* THE RECORDS
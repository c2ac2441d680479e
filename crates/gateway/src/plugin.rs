//! Plugin capability contracts.
//!
//! A plugin implements any subset of the hook traits and advertises them
//! through the capability accessors on [`Plugin`]. The chain precomputes, per
//! hook kind, the ordered list of instances that implement it, so the
//! executor only ever iterates relevant plugins.
//!
//! Hooks receive the pipeline request (original body, format, context) and
//! the evolving body separately: the body a hook returns is what the next
//! hook, and ultimately the upstream driver, sees.

pub mod chain;

use async_trait::async_trait;
use axum::response::Response;

use crate::{
    error::{GatewayError, GatewayResult},
    format::JsonMap,
    pipeline::{HandlerInvoker, PipelineRequest},
    provider::ProviderHandle,
};

/// Base contract every plugin implements. The capability accessors return
/// `self` for each hook the plugin supports.
pub trait Plugin: Send + Sync {
    /// Registered plugin name. Virtual-provider plugins use a `virtual:`
    /// prefix and are prepended to every chain.
    fn name(&self) -> &str;

    fn as_before(&self) -> Option<&dyn BeforePlugin> {
        None
    }

    fn as_after(&self) -> Option<&dyn AfterPlugin> {
        None
    }

    fn as_after_chunk(&self) -> Option<&dyn AfterChunkPlugin> {
        None
    }

    fn as_stream_end(&self) -> Option<&dyn StreamEndPlugin> {
        None
    }

    fn as_on_error(&self) -> Option<&dyn OnErrorPlugin> {
        None
    }

    fn as_recursive(&self) -> Option<&dyn RecursiveHandlerPlugin> {
        None
    }
}

/// Runs once before the upstream call; returns the body the next hook (and
/// ultimately the driver) sees. A failure fails the whole request.
#[async_trait]
pub trait BeforePlugin: Send + Sync {
    async fn before(
        &self,
        params: &str,
        provider: &ProviderHandle,
        request: &PipelineRequest,
        body: JsonMap,
    ) -> GatewayResult<JsonMap>;
}

/// Runs once on a successful non-streaming upstream response; returns the
/// replacement response map. A failure fails the whole request.
#[async_trait]
pub trait AfterPlugin: Send + Sync {
    async fn after(
        &self,
        params: &str,
        provider: &ProviderHandle,
        request: &PipelineRequest,
        body: &JsonMap,
        status: u16,
        response: JsonMap,
    ) -> GatewayResult<JsonMap>;
}

/// Runs per SSE event (excluding the terminator); returns the replacement
/// chunk. A failure drops only that chunk and the stream continues.
#[async_trait]
pub trait AfterChunkPlugin: Send + Sync {
    async fn after_chunk(
        &self,
        params: &str,
        provider: &ProviderHandle,
        request: &PipelineRequest,
        body: &JsonMap,
        chunk: JsonMap,
    ) -> GatewayResult<JsonMap>;
}

/// Runs once after the stream terminator with the last non-terminator chunk
/// (or an empty map if none arrived). Failures are logged only.
#[async_trait]
pub trait StreamEndPlugin: Send + Sync {
    async fn stream_end(
        &self,
        params: &str,
        provider: &ProviderHandle,
        request: &PipelineRequest,
        body: &JsonMap,
        last_chunk: &JsonMap,
    ) -> GatewayResult<()>;
}

/// Runs once when the upstream or the pipeline fails. Informational only:
/// failures are logged and the original error still surfaces.
#[async_trait]
pub trait OnErrorPlugin: Send + Sync {
    async fn on_error(
        &self,
        params: &str,
        provider: &ProviderHandle,
        request: &PipelineRequest,
        body: Option<&JsonMap>,
        error: &GatewayError,
    ) -> GatewayResult<()>;
}

/// Runs before the normal pipeline and may fully handle the request through
/// the invoker. `Ok(Some(response))` stops the normal pipeline; `Ok(None)`
/// lets it continue; `Err` means the plugin owned error handling.
#[async_trait]
pub trait RecursiveHandlerPlugin: Send + Sync {
    async fn handle(
        &self,
        params: &str,
        invoker: &HandlerInvoker<'_>,
        request: &PipelineRequest,
    ) -> GatewayResult<Option<Response>>;
}
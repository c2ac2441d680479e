use std::collections::HashMap;

use serde_json::{Map, Value};

/// Arbitrary additional fields preserved for lossless passthrough.
#[derive(Default, Debug, Clone, PartialEq, Eq, serde::Serialize, serde::Deserialize)]
pub struct UnknownFields(HashMap<String, Value>);

impl UnknownFields {
    pub fn is_empty(&self) -> bool {
        self.0.is_empty()
    }

    pub fn len(&self) -> usize {
        self.0.len()
    }

    pub fn get(&self, key: &str) -> Option<&Value> {
        self.0.get(key)
    }

    pub fn contains_key(&self, key: &str) -> bool {
        self.0.contains_key(key)
    }

    /// Stores a field unless one with the same name is already present.
    pub fn insert_if_absent(&mut self, key: &str, value: Value) {
        if !self.0.contains_key(key) {
            self.0.insert(key.to_string(), value);
        }
    }

    /// Folds every field of `raw` in, skipping `known` field names and never
    /// overwriting an existing entry.
    pub fn merge_from(&mut self, raw: &Map<String, Value>, known: &[&str]) {
        for (key, value) in raw {
            if known.contains(&key.as_str()) {
                continue;
            }

            self.insert_if_absent(key, value.clone());
        }
    }

    pub fn iter(&self) -> impl Iterator<Item = (&String, &Value)> {
        self.0.iter()
    }
}

#[cfg(test)]
mod tests {
    use super::*;
    use serde_json::json;

    #[test]
    fn merge_skips_known_fields_and_keeps_existing() {
        let mut fields = UnknownFields::default();
        fields.insert_if_absent("weird_flag", json!(true));

        let mut raw = Map::new();
        raw.insert("model".to_string(), json!("gpt-4"));
        raw.insert("weird_flag".to_string(), json!(false));
        raw.insert("beta_feature".to_string(), json!("on"));

        fields.merge_from(&raw, &["model"]);

        assert_eq!(fields.len(), 2);
        assert_eq!(fields.get("weird_flag"), Some(&json!(true)));
        assert_eq!(fields.get("beta_feature"), Some(&json!("on")));
        assert!(!fields.contains_key("model"));
    }
}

* EXERCISE DETAILS
What you return must be the lines above that run from the line with "pub trait BeforePlugin: Send" to the line with "map. A failure fails the whole request.", inclusive, each copied exactly.

* YOUR RESPONSE
pub trait BeforePlugin: Send + Sync {
    async fn before(
        &self,
        params: &str,
        provider: &ProviderHandle,
        request: &PipelineRequest,
        body: JsonMap,
    ) -> GatewayResult<JsonMap>;
}

/// Runs once on a successful non-streaming upstream response; returns the
/// replacement response map. A failure fails the whole request.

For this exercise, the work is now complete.